I was reading a blog and I came across the following statements:
1.) I am afraid what matters to me doesn’t matter to anyone else.
2.) I am afraid no one will even notice.
3.) I am afraid that I won’t get the approval I so deeply desire.
When I read these lines I immediately thought, “WOW!!!! That is exactly how I feel!!
I have never voiced this to myself or anyone else. Before yesterday, I did not realize that some of the fears I have always tried to hide contained these thoughts… I read these three statements over and over again for 15 or 20 minutes… I create a digital sticky note on my computer so that I would not subconsciously bury these thoughts again.
At this point, Cheerful Acceptance suggests that I now have to welcome these three guests to the table….without judgement. That is very difficult to do. Fear is a primal emotion and it is always charged. Even reading those words I can feel the fear inside me growing. How can I possibly allow these feelings to surface without judgment? These are significant weaknesses and I most surely am less of a person for feeling them…right?

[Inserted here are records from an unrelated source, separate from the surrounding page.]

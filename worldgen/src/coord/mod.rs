//! Grid cell coordinates and rectangular regions.
//!
//! A run covers a rectangle of grid cells (chunks). Cells are addressed by
//! integer `(x, z)` pairs; the rectangle is walked in one canonical order,
//! ascending by `x` and then by `z`, which both the inspector and the
//! generator rely on.
//!
//! ```
//! use worldgen::coord::{ChunkCoord, Region};
//!
//! let region = Region::from_corners(ChunkCoord::new(2, 1), ChunkCoord::new(0, 0));
//! let order: Vec<_> = region.cursor().collect();
//!
//! assert_eq!(order.len(), 6);
//! assert_eq!(order[0], ChunkCoord::new(0, 0));
//! assert_eq!(order[1], ChunkCoord::new(0, 1));
//! assert_eq!(order[5], ChunkCoord::new(2, 1));
//! ```

mod types;

pub use types::{ChunkCoord, CoordError, Region, ScanCursor, BLOCKS_PER_CHUNK_SHIFT};

#[cfg(test)]
mod tests;
//! The per-run state machine.

use std::fmt;
use std::time::{Duration, Instant};

use tokio_util::sync::CancellationToken;
use tracing::info;

use super::{OrchestratorError, RunStats};
use crate::coord::Region;
use crate::generate::{GenerationTask, Materializer};
use crate::inspect::{start_inspection, Inspection};
use crate::marker::{IndexLocation, MarkerStrategy};
use crate::task::{ProgressReport, Task, TaskState};
use crate::throttle::GenerationGate;

/// Default time budget of one tick's slice of work.
pub const DEFAULT_WORK_BUDGET: Duration = Duration::from_millis(250);

/// Default minimum time between progress lines.
pub const DEFAULT_LOG_INTERVAL: Duration = Duration::from_secs(10);

/// Run pacing.
#[derive(Debug, Clone, Copy, PartialEq, Eq)]
pub struct OrchestratorConfig {
    /// Time budget handed to each task slice.
    pub work_budget: Duration,
    /// Minimum time between progress lines.
    pub log_interval: Duration,
}

impl Default for OrchestratorConfig {
    fn default() -> Self {
        Self {
            work_budget: DEFAULT_WORK_BUDGET,
            log_interval: DEFAULT_LOG_INTERVAL,
        }
    }
}

/// Phase of a run.
#[derive(Debug, Clone, Copy, PartialEq, Eq)]
pub enum Phase {
    Inspecting,
    Generating,
    Finished,
    Cancelled,
}

impl Phase {
    /// Returns true for `Finished` and `Cancelled`.
    pub fn is_terminal(&self) -> bool {
        matches!(self, Phase::Finished | Phase::Cancelled)
    }
}

impl fmt::Display for Phase {
    fn fmt(&self, f: &mut fmt::Formatter<'_>) -> fmt::Result {
        let name = match self {
            Phase::Inspecting => "inspecting",
            Phase::Generating => "generating",
            Phase::Finished => "finished",
            Phase::Cancelled => "cancelled",
        };
        f.write_str(name)
    }
}

/// The task currently owned by a run.
///
/// Generation collaborators ride along with the inspection until they are
/// moved into the generation task.
enum ActiveTask {
    Inspecting {
        task: Box<dyn Inspection>,
        materializer: Box<dyn Materializer>,
        gate: Box<dyn GenerationGate>,
    },
    Generating(GenerationTask),
}

/// Drives one run from inspection to the end of generation.
pub struct Orchestrator {
    config: OrchestratorConfig,
    region: Region,
    active: Option<ActiveTask>,
    phase: Phase,
    cancel: CancellationToken,
    last_log: Instant,
    stats: RunStats,
}

impl Orchestrator {
    /// Starts a run on an already constructed inspection.
    ///
    /// `cancel` should be the parent of the token the inspection was given.
    pub fn new(
        region: Region,
        inspection: Box<dyn Inspection>,
        materializer: Box<dyn Materializer>,
        gate: Box<dyn GenerationGate>,
        config: OrchestratorConfig,
        cancel: CancellationToken,
    ) -> Self {
        Self {
            config,
            region,
            active: Some(ActiveTask::Inspecting {
                task: inspection,
                materializer,
                gate,
            }),
            phase: Phase::Inspecting,
            cancel,
            last_log: Instant::now(),
            stats: RunStats::default(),
        }
    }

    /// Starts a run over `region` with markers read from `location`.
    pub fn for_region(
        strategy: MarkerStrategy,
        location: &IndexLocation,
        region: Region,
        materializer: Box<dyn Materializer>,
        gate: Box<dyn GenerationGate>,
        config: OrchestratorConfig,
    ) -> Result<Self, OrchestratorError> {
        let cancel = CancellationToken::new();
        let inspection = start_inspection(
            strategy,
            location,
            region,
            config.work_budget,
            cancel.child_token(),
        )?;
        Ok(Self::new(region, inspection, materializer, gate, config, cancel))
    }

    pub fn region(&self) -> Region {
        self.region
    }

    pub fn phase(&self) -> Phase {
        self.phase
    }

    /// Returns true once the run is `Finished` or `Cancelled`.
    pub fn is_finished(&self) -> bool {
        self.phase.is_terminal()
    }

    /// Totals of completed phases.
    pub fn stats(&self) -> &RunStats {
        &self.stats
    }

    /// Progress of the active task, if any.
    pub fn progress(&mut self) -> Option<ProgressReport> {
        match self.active.as_mut()? {
            ActiveTask::Inspecting { task, .. } => Some(task.progress()),
            ActiveTask::Generating(task) => Some(task.progress()),
        }
    }

    /// Runs one slice of the active task.
    pub fn tick(&mut self) {
        let log_due = self.last_log.elapsed() >= self.config.log_interval;
        let finished = match self.active.as_mut() {
            Some(ActiveTask::Inspecting { task, .. }) => drive(task.as_mut(), log_due),
            Some(ActiveTask::Generating(task)) => drive(task, log_due),
            None => return,
        };
        if log_due {
            self.last_log = Instant::now();
        }
        if finished {
            self.advance();
        }
    }

    /// Cancels the active task and drops it. A cancelled run never resumes.
    pub fn cancel(&mut self) {
        self.cancel.cancel();
        let Some(active) = self.active.take() else {
            return;
        };

        match active {
            ActiveTask::Inspecting { mut task, .. } => {
                task.cancel();
                task.log_progress();
            }
            ActiveTask::Generating(mut task) => {
                task.cancel();
                task.log_progress();
                self.stats.record_generation(&task.progress());
            }
        }
        self.phase = Phase::Cancelled;
        info!(region = %self.region, stats = %self.stats, "Run cancelled");
    }

    /// Moves to the next phase after the active task finished.
    fn advance(&mut self) {
        match self.active.take() {
            Some(ActiveTask::Inspecting {
                mut task,
                materializer,
                gate,
            }) => {
                task.log_progress();
                self.stats.record_inspection(&task.progress());
                if task.state() == TaskState::Cancelled {
                    self.phase = Phase::Cancelled;
                    return;
                }

                let pending = task.into_pending();
                self.stats.pending = pending.len();
                info!(
                    pending = pending.len(),
                    runs = pending.run_count(),
                    "Inspection finished, starting generation"
                );

                let generation = GenerationTask::new(
                    pending,
                    materializer,
                    gate,
                    self.config.work_budget,
                    self.cancel.child_token(),
                );
                self.active = Some(ActiveTask::Generating(generation));
                self.phase = Phase::Generating;
            }
            Some(ActiveTask::Generating(mut task)) => {
                task.log_progress();
                self.stats.record_generation(&task.progress());
                self.phase = match task.state() {
                    TaskState::Cancelled => Phase::Cancelled,
                    _ => Phase::Finished,
                };
                info!(region = %self.region, stats = %self.stats, "Run {}", self.phase);
            }
            None => {}
        }
    }
}

/// Resumes a task and reports whether it is done.
fn drive<T: Task + ?Sized>(task: &mut T, log_due: bool) -> bool {
    task.resume();
    if log_due {
        task.log_progress();
    }
    task.is_finished()
}

#[cfg(test)]
mod tests {
    use super::*;
    use crate::coord::ChunkCoord;
    use crate::inspect::InspectionTask;
    use crate::marker::MarkerIndex;
    use crate::throttle::AlwaysAllow;
    use std::sync::{Arc, Mutex};

    fn region() -> Region {
        Region::from_corners(ChunkCoord::new(0, 0), ChunkCoord::new(2, 1))
    }

    fn orchestrator(budget: Duration) -> (Orchestrator, Arc<Mutex<Vec<ChunkCoord>>>) {
        let markers = MarkerIndex::from_reader("1\t0\n2\t1\n".as_bytes(), region()).unwrap();
        let cancel = CancellationToken::new();
        let inspection =
            InspectionTask::new(Box::new(markers), region(), budget, cancel.child_token()).unwrap();

        let calls = Arc::new(Mutex::new(Vec::new()));
        let sink = Arc::clone(&calls);
        let materializer = move |coord: ChunkCoord| {
            sink.lock().unwrap().push(coord);
            Ok::<(), crate::generate::MaterializeError>(())
        };

        let config = OrchestratorConfig {
            work_budget: budget,
            log_interval: Duration::ZERO,
        };
        let orchestrator = Orchestrator::new(
            region(),
            Box::new(inspection),
            Box::new(materializer),
            Box::new(AlwaysAllow),
            config,
            cancel,
        );
        (orchestrator, calls)
    }

    #[test]
    fn test_runs_through_all_phases() {
        let (mut run, calls) = orchestrator(Duration::from_secs(1));
        assert_eq!(run.phase(), Phase::Inspecting);

        run.tick();
        assert_eq!(run.phase(), Phase::Generating);
        assert_eq!(run.stats().pending, 4);

        run.tick();
        assert_eq!(run.phase(), Phase::Finished);
        assert!(run.is_finished());
        assert!(run.progress().is_none());

        assert_eq!(calls.lock().unwrap().len(), 4);
        assert_eq!(run.stats().inspected, 6);
        assert_eq!(run.stats().generated, 4);
    }

    #[test]
    fn test_cancel_during_generation() {
        let (mut run, calls) = orchestrator(Duration::ZERO);
        while run.phase() == Phase::Inspecting {
            run.tick();
        }
        run.tick();
        assert_eq!(calls.lock().unwrap().len(), 1);

        run.cancel();
        assert_eq!(run.phase(), Phase::Cancelled);
        run.tick();
        run.tick();
        assert_eq!(calls.lock().unwrap().len(), 1);
        assert_eq!(run.stats().generated, 1);
    }

    #[test]
    fn test_cancel_during_inspection() {
        let (mut run, calls) = orchestrator(Duration::ZERO);
        run.tick();
        run.cancel();
        assert_eq!(run.phase(), Phase::Cancelled);
        run.tick();
        assert!(calls.lock().unwrap().is_empty());
    }

    #[test]
    fn test_tick_after_finish_is_noop() {
        let (mut run, calls) = orchestrator(Duration::from_secs(1));
        for _ in 0..5 {
            run.tick();
        }
        assert_eq!(run.phase(), Phase::Finished);
        assert_eq!(calls.lock().unwrap().len(), 4);
    }
}
//! Configuration management CLI commands.
//!
//! Provides `config path`, `config show` and `config init`.

use std::path::Path;

use clap::Subcommand;
use worldgen::config::{config_file_path, ConfigFile};

use crate::error::CliError;

/// Config subcommands.
#[derive(Debug, Subcommand)]
pub enum ConfigCommands {
    /// Show the configuration file path
    Path,

    /// Print the effective configuration
    Show,

    /// Write a config file with default settings
    Init {
        /// Overwrite an existing file
        #[arg(long)]
        force: bool,
    },
}

/// Run a config subcommand.
pub fn run(command: ConfigCommands, config_path: Option<&Path>) -> Result<(), CliError> {
    let path = config_path
        .map(Path::to_path_buf)
        .unwrap_or_else(config_file_path);

    match command {
        ConfigCommands::Path => run_path(&path),
        ConfigCommands::Show => run_show(&path),
        ConfigCommands::Init { force } => run_init(&path, force),
    }
}

fn run_path(path: &Path) -> Result<(), CliError> {
    println!("{}", path.display());
    if !path.exists() {
        println!("(file does not exist, defaults are in effect)");
    }
    Ok(())
}

fn run_show(path: &Path) -> Result<(), CliError> {
    let config = ConfigFile::load_from(path)?;
    print!("{}", config.to_ini_string());
    Ok(())
}

fn run_init(path: &Path, force: bool) -> Result<(), CliError> {
    if force {
        ConfigFile::default().save_to(path)?;
        println!("Wrote default configuration to {}", path.display());
    } else if ConfigFile::ensure_exists_at(path)? {
        println!("Created {}", path.display());
    } else {
        return Err(CliError::Config(format!(
            "{} already exists (use --force to overwrite)",
            path.display()
        )));
    }
    Ok(())
}
//! Resolving the marker directory for a dataset.

use std::fmt;
use std::path::{Path, PathBuf};
use std::str::FromStr;

use super::MarkerError;

/// World dimension a run targets. Each has its own marker directory.
#[derive(Debug, Clone, Copy, PartialEq, Eq, Hash, Default)]
pub enum Dimension {
    #[default]
    Overworld,
    Nether,
    End,
}

impl Dimension {
    /// Numeric id used as the directory name.
    pub fn id(&self) -> i32 {
        match self {
            Dimension::Overworld => 0,
            Dimension::Nether => -1,
            Dimension::End => 1,
        }
    }
}

impl fmt::Display for Dimension {
    fn fmt(&self, f: &mut fmt::Formatter<'_>) -> fmt::Result {
        let name = match self {
            Dimension::Overworld => "overworld",
            Dimension::Nether => "nether",
            Dimension::End => "end",
        };
        f.write_str(name)
    }
}

impl FromStr for Dimension {
    type Err = MarkerError;

    fn from_str(s: &str) -> Result<Self, Self::Err> {
        match s.trim().to_lowercase().as_str() {
            "overworld" | "normal" | "0" => Ok(Dimension::Overworld),
            "nether" | "-1" => Ok(Dimension::Nether),
            "end" | "the_end" | "1" => Ok(Dimension::End),
            other => Err(MarkerError::UnknownDimension(other.to_string())),
        }
    }
}

/// Directory holding the markers of one dataset version and dimension.
#[derive(Debug, Clone, PartialEq, Eq)]
pub struct IndexLocation {
    dir: PathBuf,
}

impl IndexLocation {
    /// Resolves `{database}/{version}/{dimension id}`.
    ///
    /// The version label must be a single, non-empty path component.
    pub fn resolve(
        database: &Path,
        version: &str,
        dimension: Dimension,
    ) -> Result<Self, MarkerError> {
        let version = version.trim();
        let is_component = !version.is_empty()
            && version != "."
            && version != ".."
            && !version.contains(['/', '\\']);
        if !is_component {
            return Err(MarkerError::InvalidVersion(version.to_string()));
        }

        Ok(Self {
            dir: database.join(version).join(dimension.id().to_string()),
        })
    }

    /// Uses an explicit directory as-is.
    pub fn from_dir(dir: impl Into<PathBuf>) -> Self {
        Self { dir: dir.into() }
    }

    /// The marker directory.
    pub fn dir(&self) -> &Path {
        &self.dir
    }
}

#[cfg(test)]
mod tests {
    use super::*;

    #[test]
    fn test_dimension_ids() {
        assert_eq!(Dimension::Overworld.id(), 0);
        assert_eq!(Dimension::Nether.id(), -1);
        assert_eq!(Dimension::End.id(), 1);
    }

    #[test]
    fn test_dimension_parse() {
        assert_eq!("nether".parse::<Dimension>().unwrap(), Dimension::Nether);
        assert_eq!("THE_END".parse::<Dimension>().unwrap(), Dimension::End);
        assert_eq!("0".parse::<Dimension>().unwrap(), Dimension::Overworld);
        assert!(matches!(
            "aether".parse::<Dimension>(),
            Err(MarkerError::UnknownDimension(_))
        ));
    }

    #[test]
    fn test_resolve_layout() {
        let loc = IndexLocation::resolve(Path::new("/db"), "1.16.5", Dimension::Nether).unwrap();
        assert_eq!(loc.dir(), Path::new("/db/1.16.5/-1"));
    }

    #[test]
    fn test_resolve_rejects_bad_versions() {
        for bad in ["", "  ", "..", "a/b", "a\\b"] {
            assert!(
                matches!(
                    IndexLocation::resolve(Path::new("/db"), bad, Dimension::Overworld),
                    Err(MarkerError::InvalidVersion(_))
                ),
                "version {:?} should be rejected",
                bad
            );
        }
    }
}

Okay, so now I have identified the fear and recognized that I am still carrying the judgement. I need to set aside that judgement. Fear exists in all of us and acknowledging fear does not diminish who we are…I have to repeat that several times before I start to believe it. Cognitively, I know that this is what I must do to move from Step 2 to Step 3. But emotionally, I am still on the battlefield and this fear is still holding its ground. I realize that this battle may not be won in a day…so even though I am not emotionally ready, I will think through what Steps 3 and 4 will look like….eventually.
Step 3 – Decide how what is true tomorrow will be different from what is true today. Tomorrow I want to realize that these fears don’t matter. So what if what matters to me doesn’t matter to anyone! I don’t need validation from others to make my thoughts valid. They are valid on their own merit. Even if no one else ever notices, I will notice and I am just as important as everyone else! Lastly, I don’t need approval from anyone else…So long as I approval of myself, that is all I need! Self-acceptance is the realization that I am who I am and I am ENOUGH!
Step 4 – Do something about it. Once I have accepted these fears without judgement. I simply need to see them for what they are each day and not let them have a controlling vote in how I live my life. They are a part of me, but they do not own me!
However, Steps 3 & 4 are just a thinking exercise for right now. Emotionally I am still on Step 2. I know that I have more emotional work to do, before I can truly welcome these fears without judgement….on an emotional level.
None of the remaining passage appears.